Scrittura come antidoto.
«La malattia fa la sua comparsa alla metà degli anni Novanta – spiega l’artista arbataxino –, dopo una lunga esperienza a teatro e l’affacciarmi al mondo della musica, inaspettata, in un momento in cui forse avrei dovuto raccogliere i frutti del lavoro di una vita. Ne ho fatto una forza: scrivere non ha mai cessato di essermi di grande aiuto e quello di appuntare su carta ciò che vedo e ciò che sento, specie in questo periodo, è diventato col tempo uno sfogo indispensabile. Un pennarello nero era –ed è – l’unico strumento con cui combattevo la malinconia, la solitudine della malattia e dei soggiorni negli ospedali».

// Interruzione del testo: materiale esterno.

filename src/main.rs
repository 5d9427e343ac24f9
use anyhow::Result;
use parlor::cli;

#[tokio::main]
async fn main() -> Result<()> {
    cli::run().await
}
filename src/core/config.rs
use std::env;
use std::time::Duration;

// Axum's default body limit is 2MB which is too small for most
// attachments
const DEFAULT_MAX_UPLOAD_BYTES: usize = 25 * 1024 * 1024;

#[derive(Clone, Debug)]
pub struct AppConfig {
    pub storage_path: String,
    pub db_path: String,
    pub uploads_path: String,
    pub static_path: String,
    pub openai_model: String,
    pub openai_api_hostname: String,
    pub openai_api_key: String,
    pub system_message: String,
    pub completion_timeout: Duration,
    pub max_upload_bytes: usize,
}

impl AppConfig {
    /// Build a config rooted at `storage_path` with every other
    /// setting at its default value.
    pub fn with_storage_path(storage_path: &str) -> Self {
        let storage_path = storage_path.trim_end_matches('/').to_string();
        let db_path = format!("{}/db", storage_path);
        let uploads_path = format!("{}/uploads", storage_path);

        Self {
            storage_path,
            db_path,
            uploads_path,
            static_path: String::from("./static"),
            openai_model: String::from("mistralai/mistral-7b-instruct"),
            openai_api_hostname: String::from("https://openrouter.ai/api"),
            openai_api_key: String::new(),
            system_message: String::from("You are a helpful assistant."),
            completion_timeout: Duration::from_secs(30),
            max_upload_bytes: DEFAULT_MAX_UPLOAD_BYTES,
        }
    }

    pub fn has_api_key(&self) -> bool {
        !self.openai_api_key.trim().is_empty()
    }
}

impl Default for AppConfig {
    fn default() -> Self {
        let storage_path = env::var("PARLOR_STORAGE_PATH").unwrap_or("./".to_string());
        let defaults = Self::with_storage_path(&storage_path);

        let static_path = env::var("PARLOR_STATIC_DIR").unwrap_or(defaults.static_path);
        let openai_api_hostname =
            env::var("PARLOR_LLM_HOST").unwrap_or(defaults.openai_api_hostname);
        // A missing key is reported when the server starts. Requests
        // will fail upstream and fall back to an error reply.
        let openai_api_key = env::var("OPENROUTER_API_KEY").unwrap_or_default();
        let openai_model = env::var("PARLOR_LLM_MODEL").unwrap_or(defaults.openai_model);
        let system_message =
            env::var("PARLOR_SYSTEM_MESSAGE").unwrap_or(defaults.system_message);
        let completion_timeout = env::var("PARLOR_COMPLETION_TIMEOUT_SECS")
            .ok()
            .and_then(|s| s.parse::<u64>().ok())
            .map(Duration::from_secs)
            .unwrap_or(defaults.completion_timeout);
        let max_upload_bytes = env::var("PARLOR_MAX_UPLOAD_BYTES")
            .ok()
            .and_then(|s| s.parse::<usize>().ok())
            .unwrap_or(defaults.max_upload_bytes);

        Self {
            static_path,
            openai_api_hostname,
            openai_api_key,
            openai_model,
            system_message,
            completion_timeout,
            max_upload_bytes,
            ..defaults
        }
    }
}
//! Storage for files attached to chat messages.
//!
//! Files are written under a generated UUID key inside the uploads
//! directory. The name supplied by the client is only kept as
//! metadata so it never touches the filesystem path.
pub mod db;
mod storage;

pub use storage::{Upload, UploadError, find_upload, read_upload, store_upload, validate_file_name};
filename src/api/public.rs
//! Public API types

use axum::Json;
use axum::response::{IntoResponse, Response};
use http::StatusCode;
use serde_json::json;
use thiserror::Error;

use crate::chat::{ChatError, ModerationError};
use crate::uploads::UploadError;

// Errors

#[derive(Error, Debug)]
pub enum ApiError {
    #[error("{0}")]
    BadRequest(String),

    #[error("{0}")]
    NotFound(String),

    #[error(transparent)]
    Internal(#[from] anyhow::Error),
}

/// Convert `ApiError` into an Axum compatible response.
impl IntoResponse for ApiError {
    fn into_response(self) -> Response {
        let (status, message) = match &self {
            ApiError::BadRequest(m) => (StatusCode::BAD_REQUEST, m.clone()),
            ApiError::NotFound(m) => (StatusCode::NOT_FOUND, m.clone()),
            ApiError::Internal(e) => {
                // Always log internal errors
                tracing::error!("{:#}", e);
                (
                    StatusCode::INTERNAL_SERVER_ERROR,
                    format!("Something went wrong: {}", e),
                )
            }
        };

        (status, Json(json!({ "error": message }))).into_response()
    }
}

impl From<tokio_rusqlite::Error> for ApiError {
    fn from(err: tokio_rusqlite::Error) -> Self {
        Self::Internal(err.into())
    }
}

impl From<UploadError> for ApiError {
    fn from(err: UploadError) -> Self {
        match err {
            UploadError::MissingFile | UploadError::InvalidFileName(_) => {
                Self::BadRequest(err.to_string())
            }
            UploadError::NotFound(_) => Self::NotFound(err.to_string()),
            UploadError::Io(e) => Self::Internal(e.into()),
            UploadError::Storage(e) => Self::Internal(e),
        }
    }
}

impl From<ModerationError> for ApiError {
    fn from(err: ModerationError) -> Self {
        match err {
            ModerationError::MissingField(_) | ModerationError::InvalidFeedback(_) => {
                Self::BadRequest(err.to_string())
            }
            ModerationError::TurnNotFound(_) => Self::NotFound(err.to_string()),
            ModerationError::Storage(e) => Self::Internal(e),
        }
    }
}

impl From<ChatError> for ApiError {
    fn from(err: ChatError) -> Self {
        match err {
            ChatError::Upload(e) => e.into(),
            ChatError::Storage(e) => Self::Internal(e),
        }
    }
}

// Re-export public types from each route

pub mod chat {
    pub use crate::api::routes::chat::public::*;
}

pub mod moderation {
    pub use crate::api::routes::moderation::public::*;
}

pub mod uploads {
    pub use crate::api::routes::uploads::public::*;
}
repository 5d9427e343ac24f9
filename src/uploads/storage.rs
use std::path::{Path, PathBuf};

use serde::Serialize;
use thiserror::Error;
use tokio::fs;
use tokio_rusqlite::Connection;
use uuid::Uuid;

use super::db as uploads_db;

#[derive(Clone, Debug, Serialize, PartialEq)]
pub struct Upload {
    pub id: String,
    pub file_name: String,
    pub size: i64,
    pub created_at: String,
}

impl Upload {
    /// Location of the stored bytes inside the uploads directory.
    pub fn path(&self, uploads_dir: &str) -> PathBuf {
        Path::new(uploads_dir).join(&self.id)
    }
}

#[derive(Error, Debug)]
pub enum UploadError {
    #[error("No file provided")]
    MissingFile,

    #[error("Invalid file name: {0:?}")]
    InvalidFileName(String),

    #[error("File not found: {0}")]
    NotFound(String),

    #[error("IO error: {0}")]
    Io(#[from] std::io::Error),

    #[error(transparent)]
    Storage(#[from] anyhow::Error),
}

/// Reject names that could be interpreted as a path. The name is
/// never used to build a path but it is echoed back in URLs.
pub fn validate_file_name(file_name: &str) -> Result<(), UploadError> {
    let invalid = file_name.trim().is_empty()
        || file_name == "."
        || file_name == ".."
        || file_name.contains(['/', '\\', '\0']);
    if invalid {
        return Err(UploadError::InvalidFileName(file_name.to_string()));
    }
    Ok(())
}

/// Write `bytes` to the uploads directory and record it under the
/// client supplied `file_name`. Uploading the same name again keeps
/// both files but only the latest is served.
pub async fn store_upload(
    db: &Connection,
    uploads_dir: &str,
    file_name: &str,
    bytes: &[u8],
) -> Result<Upload, UploadError> {
    validate_file_name(file_name)?;

    let id = Uuid::new_v4().to_string();
    fs::create_dir_all(uploads_dir).await?;
    fs::write(Path::new(uploads_dir).join(&id), bytes).await?;

    let upload = uploads_db::insert_upload(db, &id, file_name, bytes.len() as i64).await?;
    tracing::info!(
        id = %upload.id,
        file_name = %upload.file_name,
        size = upload.size,
        "Stored upload"
    );

    Ok(upload)
}

pub async fn find_upload(db: &Connection, file_name: &str) -> Result<Option<Upload>, UploadError> {
    Ok(uploads_db::find_upload_by_name(db, file_name).await?)
}

/// Load the bytes of the latest upload named `file_name`.
pub async fn read_upload(
    db: &Connection,
    uploads_dir: &str,
    file_name: &str,
) -> Result<(Upload, Vec<u8>), UploadError> {
    let upload = find_upload(db, file_name)
        .await?
        .ok_or_else(|| UploadError::NotFound(file_name.to_string()))?;

    let bytes = match fs::read(upload.path(uploads_dir)).await {
        Ok(bytes) => bytes,
        Err(e) if e.kind() == std::io::ErrorKind::NotFound => {
            tracing::warn!("Upload {} is recorded but missing on disk", upload.id);
            return Err(UploadError::NotFound(file_name.to_string()));
        }
        Err(e) => return Err(e.into()),
    };

    Ok((upload, bytes))
}
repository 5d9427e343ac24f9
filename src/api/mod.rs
pub mod routes;
mod server;
pub use server::{app, serve};
pub mod public;
mod state;
pub use state::AppState;
mod utils;
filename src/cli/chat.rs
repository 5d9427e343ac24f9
use anyhow::Result;
use rustyline::DefaultEditor;
use rustyline::error::ReadlineError;

use crate::chat::{ChatInput, exchange, list_turns};
use crate::core::AppConfig;
use crate::core::db::{async_db, initialize_db};
use crate::openai::OpenAiCompleter;

/// Chat from the terminal. Messages are stored the same way as
/// messages sent through the web UI so they show up in its history.
pub async fn run(config: AppConfig) -> Result<()> {
    let mut rl = DefaultEditor::new()?;

    if !config.has_api_key() {
        println!("Warning: OPENROUTER_API_KEY is not set, replies will fail");
    }

    let db = async_db(&config.db_path).await?;
    db.call(|conn| {
        initialize_db(conn)?;
        Ok(())
    })
    .await?;

    let completer = OpenAiCompleter::new(&config);

    let previous = list_turns(&db).await?.len();
    if previous > 0 {
        println!("Continuing a conversation with {} messages", previous);
    }

    loop {
        let readline = rl.readline(">>> ");
        match readline {
            Ok(line) => {
                let _ = rl.add_history_entry(line.as_str());
                let result = exchange(
                    &db,
                    &completer,
                    &config.uploads_path,
                    ChatInput::from_message(&line),
                )
                .await?;
                println!("{}", result.reply());
            }
            Err(ReadlineError::Interrupted) => break,
            Err(ReadlineError::Eof) => break,
            Err(err) => {
                println!("Error: {:?}", err);
                break;
            }
        }
    }

    Ok(())
}
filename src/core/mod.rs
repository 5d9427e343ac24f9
pub mod config;
pub mod db;

pub use config::AppConfig;
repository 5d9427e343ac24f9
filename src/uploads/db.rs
//! Database queries for upload metadata
use anyhow::{Error, Result};
use rusqlite::OptionalExtension;
use tokio_rusqlite::{Connection, params};

use super::Upload;

pub async fn insert_upload(
    db: &Connection,
    id: &str,
    file_name: &str,
    size: i64,
) -> Result<Upload, Error> {
    let id = id.to_owned();
    let file_name = file_name.to_owned();
    let upload = db
        .call(move |conn| {
            let upload = conn.query_row(
                r"
                INSERT INTO upload (id, file_name, size) VALUES (?, ?, ?)
                RETURNING id, file_name, size, created_at
                ",
                params![id, file_name, size],
                |row| {
                    Ok(Upload {
                        id: row.get(0)?,
                        file_name: row.get(1)?,
                        size: row.get(2)?,
                        created_at: row.get(3)?,
                    })
                },
            )?;
            Ok(upload)
        })
        .await?;

    Ok(upload)
}

/// Find the most recent upload with the client supplied name.
pub async fn find_upload_by_name(
    db: &Connection,
    file_name: &str,
) -> Result<Option<Upload>, Error> {
    let file_name = file_name.to_owned();
    let upload = db
        .call(move |conn| {
            let upload = conn
                .query_row(
                    r"
                    SELECT id, file_name, size, created_at
                    FROM upload
                    WHERE file_name = ?
                    ORDER BY rowid DESC
                    LIMIT 1
                    ",
                    [file_name],
                    |row| {
                        Ok(Upload {
                            id: row.get(0)?,
                            file_name: row.get(1)?,
                            size: row.get(2)?,
                            created_at: row.get(3)?,
                        })
                    },
                )
                .optional()?;
            Ok(upload)
        })
        .await?;

    Ok(upload)
}
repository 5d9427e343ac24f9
//! API routes module

pub mod chat;
pub mod moderation;
pub mod uploads;

use std::sync::{Arc, RwLock};

use crate::api::state::AppState;
use axum::Router;

type SharedState = Arc<RwLock<AppState>>;

/// Create the combined API router. Routes are mounted at the root
/// because the chat UI calls them directly.
pub fn router() -> Router<SharedState> {
    Router::new()
        // Chat and history routes
        .merge(chat::router())
        // Feedback and deletion routes
        .merge(moderation::router())
        // File upload routes
        .merge(uploads::router())
}
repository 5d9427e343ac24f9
//! Feedback and deletion for stored replies.
//!
//! The UI only knows the text of the reply a user acted on, so both
//! operations target the latest bot turn with that exact text.
use serde::Serialize;
use thiserror::Error;
use tokio_rusqlite::Connection;

use super::db::{
    delete_turn, find_latest_bot_turn_by_text, find_latest_user_turn_before, find_turn_by_id,
    set_feedback,
};
use super::models::{Feedback, Role, Turn};

#[derive(Error, Debug)]
pub enum ModerationError {
    #[error("Missing required field: {0}")]
    MissingField(&'static str),

    #[error("Invalid feedback value: {0:?}. Expected \"like\" or \"dislike\"")]
    InvalidFeedback(String),

    #[error("Message not found: {0:?}")]
    TurnNotFound(String),

    #[error(transparent)]
    Storage(#[from] anyhow::Error),
}

#[derive(Clone, Debug, Serialize, PartialEq)]
pub struct DeletedPair {
    pub bot_id: i64,
    pub user_id: Option<i64>,
}

fn required<'a>(value: Option<&'a str>, field: &'static str) -> Result<&'a str, ModerationError> {
    value
        .filter(|v| !v.is_empty())
        .ok_or(ModerationError::MissingField(field))
}

/// Set like/dislike on the latest bot turn with exactly `text`.
/// Input is validated before anything is looked up.
pub async fn apply_feedback(
    db: &Connection,
    text: Option<&str>,
    value: Option<&str>,
) -> Result<Turn, ModerationError> {
    let text = required(text, "message")?;
    let value = value.unwrap_or_default();
    let feedback = value
        .parse::<Feedback>()
        .map_err(|_| ModerationError::InvalidFeedback(value.to_string()))?;

    let turn = find_latest_bot_turn_by_text(db, text)
        .await?
        .ok_or_else(|| ModerationError::TurnNotFound(text.to_string()))?;

    if !set_feedback(db, turn.id, feedback).await? {
        // Deleted between the lookup and the update
        return Err(ModerationError::TurnNotFound(text.to_string()));
    }
    tracing::debug!("Set feedback {} on turn {}", feedback.as_str(), turn.id);

    Ok(Turn {
        feedback: Some(feedback),
        ..turn
    })
}

/// Delete the latest bot turn with exactly `bot_text` along with the
/// user turn it replied to. A bot turn without a user turn is deleted
/// on its own.
pub async fn delete_pair(
    db: &Connection,
    bot_text: Option<&str>,
) -> Result<DeletedPair, ModerationError> {
    let bot_text = required(bot_text, "bot_text")?;

    let bot = find_latest_bot_turn_by_text(db, bot_text)
        .await?
        .ok_or_else(|| ModerationError::TurnNotFound(bot_text.to_string()))?;

    // Prefer the recorded link. Turns written before links were
    // stored fall back to the closest earlier user turn.
    let user = match bot.parent_id {
        Some(parent_id) => find_turn_by_id(db, parent_id)
            .await?
            .filter(|t| t.role == Role::User),
        None => find_latest_user_turn_before(db, bot.id).await?,
    };

    delete_turn(db, bot.id).await?;
    let user_id = match user {
        Some(user) => delete_turn(db, user.id).await?.then_some(user.id),
        None => None,
    };
    tracing::debug!("Deleted bot turn {} and user turn {:?}", bot.id, user_id);

    Ok(DeletedPair {
        bot_id: bot.id,
        user_id,
    })
}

Il Premio Tenco, Arbatax, Bonora.
«Malgrado il secco parere dei medici che si erano espressi per il no – aggiunge – dal trapianto di 9 mesi prima, a novembre, e con l’incertezza sul mio futuro, fui invitato nell’estate del 1998 da alcuni giornalisti a esibirmi al Premio Tenco. Grazie ad alcuni amici e a Lilli Greco, col quale lavorammo ad Arbatax, tornai a Roma in studio: lo volli fortemente perché significava essere vivo, presente. Quattro anni dopo esce Arbatax: un disco che continuo ad amare molto, un momento di luce dopo tanto buio, il luogo delle origini e dal quale non sono mai andato via. Anche in Bonora (2004) la Sardegna è presente; alcune tracce sono in lingua, e in questo c’è mia madre: tanto severa nel raccomandarci l’uso dell’italiano corretto quanto scrupolosa nell’utilizzo del sardo».

Diavoli storti (2021).
Il pezzo che dà il titolo all’album è un malinconico racconto alla Leonard Cohen e il video è diretto da una strepitosa Francesca Comencini. «La lunga gestazione dell’album è dovuta alla recrudescenza della mia malattia, che nel 2011 mi costrinse a guardare ancora il mostro in faccia, ma quando sono riuscito a stare meglio mi sono reso conto di non voler rinunciare a scrivere. Anche nei dischi precedenti ho raccontato i perdenti, i dimenticati, pure se ultimamente mi è parso che il mondo che osserviamo mi diventa sempre più dolorosamente incomprensibile. E mi sono interrogato, allora, su quello che può fare uno come me che scrive canzoni: il buon Lilli Greco mi ricordava sempre, almeno nei finali, di inserire quel po’ di azzurro, un po’ di luce. Ed è quello che penso della vita – conclude – nonostante non sia un propugnatore della speranza a tutti i costi, nonostante i lividi e i dolori, nonostante la vita stessa».